There was a living area and a kitchen and two other doors that led off to other rooms. Quinn took a quick look inside each — a bedroom and a bathroom.

“This must extend under half the backyard,” Orlando said. “If she’s not Desirae’s mother, then she’s in the business herself.

“Let’s spread out and look around,” Quinn told them.

While Orlando disappeared into the bedroom, Quinn and Nate tackled the main living area. On a credenza near the kitchen, Quinn spotted a couple figurines that were a perfect match for the pair up on the piano. He realized he’d made a mistake earlier as to what they were. Not Native American. Polynesian — maybe Tahitian or Fujian or Hawaiian.

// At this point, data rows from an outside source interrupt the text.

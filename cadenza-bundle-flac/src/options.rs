// Cadenza
// Copyright (c) 2019-2024 The Project Cadenza Developers.
//
// This Source Code Form is subject to the terms of the Mozilla Public
// License, v. 2.0. If a copy of the MPL was not distributed with this
// file, You can obtain one at https://mozilla.org/MPL/2.0/.

use cadenza_utils_xiph::flac::{MetadataBlock, MetadataBlockData, MetadataBlockType};

/// `DecoderOptions` is the set of options a `StreamDecoder` uses.
#[derive(Clone, Debug, Default)]
pub struct DecoderOptions {
    /// Compute the MD5 signature of the decoded audio and compare it against the signature in the
    /// stream information block when the stream is finished. Default: `false`.
    pub md5_checking: bool,
    /// The metadata blocks delivered to the decode handler. Default: only the stream information
    /// block.
    pub metadata_filter: MetadataFilter,
}

/// `MetadataFilter` selects the metadata blocks delivered to a decode handler.
///
/// Blocks are selected by type. Application blocks may additionally be selected by their
/// application identifier: an identifier in the exception list inverts the decision made for its
/// type. The stream information block is always delivered.
#[derive(Clone, Debug)]
pub struct MetadataFilter {
    /// One bit per block type code.
    respond: u128,
    application_ids: Vec<[u8; 4]>,
}

impl Default for MetadataFilter {
    fn default() -> Self {
        let mut filter = MetadataFilter { respond: 0, application_ids: Vec::new() };
        filter.respond(MetadataBlockType::StreamInfo);
        filter
    }
}

impl MetadataFilter {
    fn bit(block_type: MetadataBlockType) -> u128 {
        1 << block_type.code()
    }

    pub(crate) fn is_type_responded(&self, block_type: MetadataBlockType) -> bool {
        self.respond & MetadataFilter::bit(block_type) != 0
    }

    /// Deliver all blocks of the given type.
    pub fn respond(&mut self, block_type: MetadataBlockType) {
        self.respond |= MetadataFilter::bit(block_type);

        if block_type == MetadataBlockType::Application {
            self.application_ids.clear();
        }
    }

    /// Do not deliver blocks of the given type.
    pub fn ignore(&mut self, block_type: MetadataBlockType) {
        self.respond &= !MetadataFilter::bit(block_type);

        if block_type == MetadataBlockType::Application {
            self.application_ids.clear();
        }
    }

    /// Deliver application blocks with the given identifier even though application blocks are
    /// ignored.
    pub fn respond_application(&mut self, id: [u8; 4]) {
        if !self.is_type_responded(MetadataBlockType::Application) {
            self.application_ids.push(id);
        }
    }

    /// Do not deliver application blocks with the given identifier even though application blocks
    /// are delivered.
    pub fn ignore_application(&mut self, id: [u8; 4]) {
        if self.is_type_responded(MetadataBlockType::Application) {
            self.application_ids.push(id);
        }
    }

    /// Deliver all blocks.
    pub fn respond_all(&mut self) {
        self.respond = u128::MAX;
        self.application_ids.clear();
    }

    /// Deliver only the stream information block.
    pub fn ignore_all(&mut self) {
        self.respond = 0;
        self.application_ids.clear();
    }

    /// Returns true if the block should be delivered.
    pub fn is_responded(&self, block: &MetadataBlock) -> bool {
        match &block.data {
            MetadataBlockData::StreamInfo(_) => true,
            MetadataBlockData::Application(app) => {
                let is_exception = self.application_ids.contains(&app.id);
                self.is_type_responded(MetadataBlockType::Application) != is_exception
            }
            data => self.is_type_responded(data.block_type()),
        }
    }
}

/// The default apodization.
pub const DEFAULT_APODIZATION: &str = "tukey(5e-1)";

/// The compression level used by default.
pub const DEFAULT_COMPRESSION_LEVEL: u32 = 5;

/// The highest compression level. Higher levels are clamped.
pub const MAX_COMPRESSION_LEVEL: u32 = 8;

struct CompressionPreset {
    blocksize: u32,
    do_mid_side_stereo: bool,
    loose_mid_side_stereo: bool,
    apodization: &'static str,
    max_lpc_order: u32,
    max_residual_partition_order: u32,
}

const fn preset(
    blocksize: u32,
    do_mid_side_stereo: bool,
    loose_mid_side_stereo: bool,
    apodization: &'static str,
    max_lpc_order: u32,
    max_residual_partition_order: u32,
) -> CompressionPreset {
    CompressionPreset {
        blocksize,
        do_mid_side_stereo,
        loose_mid_side_stereo,
        apodization,
        max_lpc_order,
        max_residual_partition_order,
    }
}

const TUKEY_PARTIAL: &str = "tukey(5e-1);partial_tukey(2)";
const TUKEY_PARTIAL_PUNCHOUT: &str = "tukey(5e-1);partial_tukey(2);punchout_tukey(3)";

/// Compression levels 0 through 8. Every level uses an automatically chosen coefficient precision
/// without a precision search, no escape coding, and no exhaustive model search.
const COMPRESSION_PRESETS: [CompressionPreset; 9] = [
    preset(1152, false, false, DEFAULT_APODIZATION, 0, 3),
    preset(1152, true, true, DEFAULT_APODIZATION, 0, 3),
    preset(1152, true, false, DEFAULT_APODIZATION, 0, 3),
    preset(4096, false, false, DEFAULT_APODIZATION, 6, 4),
    preset(4096, true, true, DEFAULT_APODIZATION, 8, 4),
    preset(4096, true, false, DEFAULT_APODIZATION, 8, 5),
    preset(4096, true, false, TUKEY_PARTIAL, 8, 6),
    preset(4096, true, false, TUKEY_PARTIAL, 12, 6),
    preset(4096, true, false, TUKEY_PARTIAL_PUNCHOUT, 12, 6),
];

/// `EncoderOptions` is the set of options a `StreamEncoder` uses.
///
/// The default options describe a 16-bit stereo stream at 44.1 kHz compressed at level 5.
#[derive(Clone, Debug)]
pub struct EncoderOptions {
    /// Decode every encoded frame and compare it against the input. Default: `false`.
    pub verify: bool,
    /// Restrict the configuration to the streamable subset of the format. Default: `true`.
    pub streamable_subset: bool,
    /// The number of channels, 1 to 8. Default: `2`.
    pub channels: u32,
    /// The number of bits per sample, 4 to 32. Default: `16`.
    pub bits_per_sample: u32,
    /// The sample rate in Hz. Default: `44100`.
    pub sample_rate: u32,
    /// The number of samples per channel in a block.
    pub blocksize: u32,
    /// Try coding stereo as a mid and side channel pair, or a channel and side channel pair.
    pub do_mid_side_stereo: bool,
    /// Only re-evaluate the stereo decorrelation periodically.
    pub loose_mid_side_stereo: bool,
    /// A `;` separated list of windows to apply before linear predictive analysis.
    pub apodization: String,
    /// The maximum linear predictor order, 0 disables linear prediction.
    pub max_lpc_order: u32,
    /// The quantized coefficient precision in bits, 0 selects a precision automatically.
    pub qlp_coeff_precision: u32,
    /// Try every coefficient precision.
    pub do_qlp_coeff_prec_search: bool,
    /// Code partitions with unencoded samples when cheaper.
    pub do_escape_coding: bool,
    /// Compute the exact cost of every predictor order rather than estimating the best.
    pub do_exhaustive_model_search: bool,
    pub min_residual_partition_order: u32,
    pub max_residual_partition_order: u32,
    /// The distance from the estimated Rice parameter searched for a better parameter.
    pub rice_parameter_search_dist: u32,
    /// The expected number of samples per channel, or 0 if unknown.
    pub total_samples_estimate: u64,
}

impl Default for EncoderOptions {
    fn default() -> Self {
        let mut options = EncoderOptions {
            verify: false,
            streamable_subset: true,
            channels: 2,
            bits_per_sample: 16,
            sample_rate: 44_100,
            blocksize: 0,
            do_mid_side_stereo: false,
            loose_mid_side_stereo: false,
            apodization: String::new(),
            max_lpc_order: 0,
            qlp_coeff_precision: 0,
            do_qlp_coeff_prec_search: false,
            do_escape_coding: false,
            do_exhaustive_model_search: false,
            min_residual_partition_order: 0,
            max_residual_partition_order: 0,
            rice_parameter_search_dist: 0,
            total_samples_estimate: 0,
        };

        options.set_compression_level(DEFAULT_COMPRESSION_LEVEL);
        options
    }
}

impl EncoderOptions {
    /// Instantiate options for a stream, compressed at the default level.
    pub fn new(channels: u32, bits_per_sample: u32, sample_rate: u32) -> Self {
        EncoderOptions { channels, bits_per_sample, sample_rate, ..Default::default() }
    }

    /// Sets all the options controlled by a compression level. Levels above 8 are clamped.
    pub fn set_compression_level(&mut self, level: u32) {
        let preset = &COMPRESSION_PRESETS[level.min(MAX_COMPRESSION_LEVEL) as usize];

        self.blocksize = preset.blocksize;
        self.do_mid_side_stereo = preset.do_mid_side_stereo;
        self.loose_mid_side_stereo = preset.loose_mid_side_stereo;
        self.apodization = preset.apodization.to_string();
        self.max_lpc_order = preset.max_lpc_order;
        self.qlp_coeff_precision = 0;
        self.do_qlp_coeff_prec_search = false;
        self.do_escape_coding = false;
        self.do_exhaustive_model_search = false;
        self.min_residual_partition_order = 0;
        self.max_residual_partition_order = preset.max_residual_partition_order;
        self.rice_parameter_search_dist = 0;
    }

    /// Builder-style variant of [`EncoderOptions::set_compression_level`].
    pub fn with_compression_level(mut self, level: u32) -> Self {
        self.set_compression_level(level);
        self
    }
}

#[cfg(test)]
mod tests {
    use super::*;
    use cadenza_utils_xiph::flac::{Application, VorbisComment};

    fn application(id: &[u8; 4]) -> MetadataBlock {
        MetadataBlock::new(MetadataBlockData::Application(Application {
            id: *id,
            data: Box::new([]),
        }))
    }

    fn comment() -> MetadataBlock {
        MetadataBlock::new(MetadataBlockData::VorbisComment(VorbisComment::default()))
    }

    #[test]
    fn verify_default_filter() {
        let filter = MetadataFilter::default();
        assert!(!filter.is_responded(&comment()));
        assert!(!filter.is_responded(&application(b"abcd")));
        assert!(filter.is_responded(&MetadataBlock::new(MetadataBlockData::StreamInfo(
            Default::default()
        ))));
    }

    #[test]
    fn verify_application_exceptions() {
        let mut filter = MetadataFilter::default();

        // Ignored by type, but one identifier is responded to.
        filter.respond_application(*b"abcd");
        assert!(filter.is_responded(&application(b"abcd")));
        assert!(!filter.is_responded(&application(b"wxyz")));

        // Responding to the type clears the exceptions.
        filter.respond(MetadataBlockType::Application);
        filter.ignore_application(*b"wxyz");
        assert!(filter.is_responded(&application(b"abcd")));
        assert!(!filter.is_responded(&application(b"wxyz")));

        filter.respond_all();
        assert!(filter.is_responded(&application(b"wxyz")));
        assert!(filter.is_responded(&comment()));

        // The stream information block is always delivered.
        filter.ignore_all();
        assert!(!filter.is_responded(&comment()));
        filter.ignore(MetadataBlockType::StreamInfo);
        assert!(filter.is_responded(&MetadataBlock::new(MetadataBlockData::StreamInfo(
            Default::default()
        ))));
    }

    #[test]
    fn verify_compression_levels() {
        let options = EncoderOptions::default();
        assert_eq!(options.blocksize, 4096);
        assert_eq!(options.max_lpc_order, 8);
        assert_eq!(options.max_residual_partition_order, 5);
        assert!(options.do_mid_side_stereo && !options.loose_mid_side_stereo);

        let options = EncoderOptions::new(1, 24, 96_000).with_compression_level(0);
        assert_eq!(options.blocksize, 1152);
        assert_eq!(options.max_lpc_order, 0);
        assert!(!options.do_mid_side_stereo);
        assert_eq!(options.channels, 1);

        let options = EncoderOptions::default().with_compression_level(42);
        assert_eq!(options.max_lpc_order, 12);
        assert_eq!(options.apodization, TUKEY_PARTIAL_PUNCHOUT);
    }
}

“Quinn, come here,” Orlando called.

He entered the bedroom and found her on the other side of a queen-size bed, wearing her look-what-I-found smile. She beckoned him over, and then leaned down and pulled on what appeared to be a long drawer under the bed. But it was no drawer. It was a single-person trundle bed, the mattress covered by sheets with cartoon princesses.

A young girl’s bed.

Orlando ran her finger over the edge of the bed frame, leaving a trail in the dust. “Don’t think anyone’s been down here for a while.”

They looked at each other, clearly thinking the same thing, but neither wanting to openly speculate about who had slept in the trundle bed.

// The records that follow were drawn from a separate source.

// Cadenza
// Copyright (c) 2019-2024 The Project Cadenza Developers.
//
// This Source Code Form is subject to the terms of the Mozilla Public
// License, v. 2.0. If a copy of the MPL was not distributed with this
// file, You can obtain one at https://mozilla.org/MPL/2.0/.

use cadenza_core::checksum::Md5;
use cadenza_core::io::Monitor;

/// `Validator` computes the MD5 signature of decoded audio.
///
/// The signature covers the samples interleaved, each stored little-endian in the fewest whole
/// bytes that hold the stream's bits per sample.
#[derive(Default)]
pub struct Validator {
    state: Md5,
    buf: Vec<u8>,
}

impl Validator {
    /// Hashes a block of planar audio. Every channel must have the same length.
    pub fn update(&mut self, channels: &[&[i32]], bps: u32) {
        if bps == 0 {
            return;
        }

        let width = ((bps + 7) / 8).min(4) as usize;
        let n_frames = channels.first().map_or(0, |ch| ch.len());

        self.buf.clear();
        self.buf.reserve(channels.len() * n_frames * width);

        // Truncating the little-endian representation keeps the sign of samples in range.
        for i in 0..n_frames {
            for samples in channels {
                self.buf.extend_from_slice(&samples[i].to_le_bytes()[..width]);
            }
        }

        self.state.process_buf_bytes(&self.buf);
    }

    /// Gets the signature of all audio hashed so far.
    pub fn md5(&self) -> [u8; 16] {
        self.state.md5()
    }
}

#[cfg(test)]
mod tests {
    use super::Validator;

    fn hex(digest: [u8; 16]) -> String {
        digest.iter().map(|b| format!("{:02x}", b)).collect()
    }

    #[test]
    fn verify_empty_stream() {
        let validator = Validator::default();
        assert_eq!(hex(validator.md5()), "d41d8cd98f00b204e9800998ecf8427e");
    }

    #[test]
    fn verify_16_bit_stereo() {
        let mut validator = Validator::default();
        validator.update(&[&[1, 2], &[-1, 3]], 16);
        assert_eq!(hex(validator.md5()), "f4e311275c072253144564878bd8105b");
    }

    #[test]
    fn verify_24_bit_stereo_in_parts() {
        // Interleaved little-endian 24-bit samples, hashed across two updates.
        let mut validator = Validator::default();
        validator.update(&[&[0x123456], &[-1]], 24);
        validator.update(&[&[1], &[-2]], 20);
        assert_eq!(hex(validator.md5()), "8ab8960d253955f03a8c258fa69f07e8");
    }
}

“Let’s keep looking,” Quinn said. “See if there’s anything else around.”

While the room had no closet, it did have a wardrobe cabinet and matching dresser.

“There’s some shirts and pants here,” Orlando said, looking in the top drawer of the dresser. She pulled out one pair of pants and unfolded it. “Women’s. I’d say for someone around five foot seven or so.” She returned them to where she’d found them and opened another drawer. “Old pair of tennis shoes, a couple of belts.” She closed that and opened the bottom drawer. “Okay, here we go.”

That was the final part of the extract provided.